TAMBORILES DE NOVIEMBRE


Los partes meteorológicos anunciaban buen tiempo. Pero se equivocaron una vez más. Y, aunque no llovió, el día de los difuntos amaneció como corresponde, nuboso, gris plomizo...Triste.

Tradicionalmente, la memoria, el recuerdo de nuestros fieles difuntos están tan presentes en este día dos de noviembre que el color morado en su liturgia es capaz de contaminar, de oscurecer la gloria exultante del día anterior, el día de Todos los Santos.

Pero en Huelva, este año, la gloria de un simpecado blanco ha podido con el morado penitencial y con la tradicional tristeza de un irreconocible día de difuntos.

La celebración de la Magna Rociera, de este Rocío de Amor y Caridad ha sido capaz, como un piadoso movimiento telúrico, como una fervorosa sacudida, de mostrar al Mundo una diócesis unida y vertebrada por el amor a la Santísima Virgen del Rocío. Ha vuelto a demostrar que esta Huelva aletargada y complacida en su atávica indolencia es capaz de reaccionar cuando se le da un zamarreón, y si ese zamarreón está imbuído en su ancestral devoción a la Virgen, todavía mejor. Y sabe reaccionar a la perfección.

Ya, desde el mismo amanecer de este dos de noviembre, entre la velada bruma en el cielo, se intuía. Desde bien temprano se presagiaba lo que viviríamos al anochecer. Desde el alba, entre jirones de nubes, lo proclamaban el dorado de los blandones, el color rojo de los damascos, el colorido de las flores en los cinco altares que se montaron en el recorrido que seguirían los simpecados en el rosario. Se vaticinaba en el aire que rizaba los flecos de los mantones de manila que colgaban de los balcones, el mismo aire que hacían ascender y descender en los cordeles las flores de papel picado que adornaban las calles, que aún con el cielo nublado, ya empezaban a brillar. Lo presentía el latido de la ciudad, lo sabía en su más recóndito interior y en el pálpito que sentía Huelva en su corazón. 

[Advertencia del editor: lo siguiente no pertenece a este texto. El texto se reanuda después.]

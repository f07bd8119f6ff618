//! Evidence aggregation: provider outcomes in, one verdict out.
//!
//! # Pipeline
//!
//! 1. Order outcomes by provider name so the result does not depend on map order
//! 2. Score each `Success` outcome with its family's function ([`scoring`])
//! 3. Fuse sub-scores by weight and compute confidence ([`fusion`])
//! 4. Decide the verdict and build the summary ([`verdict`])
//!
//! `NotFound` and `Failed` outcomes contribute no score, but still count as
//! eligible providers and so lower confidence.

pub mod fusion;
pub mod scoring;
pub mod verdict;

use std::collections::{BTreeMap, BTreeSet};

use crate::config::AnalysisConfig;
use crate::types::{Outcomes, ProviderOutcome, VerdictResult};

/// Combine provider outcomes into a single [`VerdictResult`].
///
/// Pure and deterministic: equal outcome maps always produce equal results.
pub fn aggregate(outcomes: &Outcomes, config: &AnalysisConfig) -> VerdictResult {
    let mut ordered: Vec<(&String, &ProviderOutcome)> = outcomes.iter().collect();
    ordered.sort_by(|a, b| a.0.cmp(b.0));
    let eligible = ordered.len();

    let mut evidence = Vec::new();
    let mut tags = BTreeSet::new();
    let mut per_provider_scores = BTreeMap::new();
    let mut weighted = Vec::new();
    let mut qualities = Vec::new();
    let mut sources = Vec::new();
    let mut findings = Vec::new();

    for (name, outcome) in ordered {
        debug_assert_eq!(name, &outcome.provider, "outcome keyed under a different name");
        if !outcome.is_success() {
            continue;
        }

        let assessment =
            scoring::assess(name, outcome.source, &outcome.metrics, &config.scoring);
        per_provider_scores.insert(name.clone(), assessment.score);
        weighted.push((assessment.score, config.weight_for(name, outcome.source)));
        qualities.push(assessment.quality);
        sources.push(name.as_str());
        tags.extend(assessment.tags);
        evidence.extend(assessment.evidence);
        findings.extend(assessment.finding);
    }

    let threat_score = fusion::weighted_threat_score(&weighted);
    let confidence_score = fusion::confidence_score(eligible, &qualities);
    let verdict = verdict::determine_verdict(threat_score, confidence_score, &config.thresholds);
    let summary = verdict::summarize(verdict, threat_score, confidence_score, &sources, &findings);

    tracing::debug!(
        verdict = %verdict,
        threat_score,
        confidence_score,
        eligible,
        successful = qualities.len(),
        "aggregated provider outcomes"
    );

    VerdictResult {
        verdict,
        threat_score,
        confidence_score,
        evidence,
        tags,
        summary,
        per_provider_scores,
    }
}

Lo anunciaba días antes el altar elevado en la parroquia de la Concepción con la Virgen del Rocío. Lo certificaba el altar de la Victoria  con el recuerdo de la Coronación de la Virgen; en su Gloriosa Asunción a los Cielos, en el del Calvario, que ha sabido unir para siempre el Dulce nombre de Rocío con la Esperanza más certera. Lo manifestaba el altar de la Oración en el Huerto con la Inmaculada Concepción de la Virgen entre recuerdos de plata con corazones atravesados por puñales. Proclamaba la virtud del amor de Huelva a la Virgen el verdor de la Esperanza, más teologal, más humana que nunca. Y lo corroboraba la Virgen de la Cinta, primero en la fachada del convento de las Hermanas de la Cruz y más tarde, como una hermana más, en el tondo pintado de su milagroso simpecado,  esperando, viendo pasar los simpecados del Rocío como una monja más en el atrio de su capilla.

Reverdece en la memoria la letra de aquella sevillana que decía:"De la Virgen del Rocío, el simpecado un espejo, que tienen las hermandades pa conservar sus reflejos". Y en este inolvidable dos de noviembre fueron treinta los espejos que reproducían los reflejos de la Virgen del Rocío, cromática letanía de colores que se cierran en dos en los mandamientos rocieros, en el verde de Emigrantes y Huelva y en el purísimo blanco de Almonte. Porque el simpecado de la Hermandad Matriz parece entretejido con hilos de luna de Pentecostés y con la plata de los lucios de la marisma. Porque parece reflejar la blancura de la cal de su santuario e irradia toda la belleza, todo el fulgor, toda la gracia celestial de la Virgen almonteña.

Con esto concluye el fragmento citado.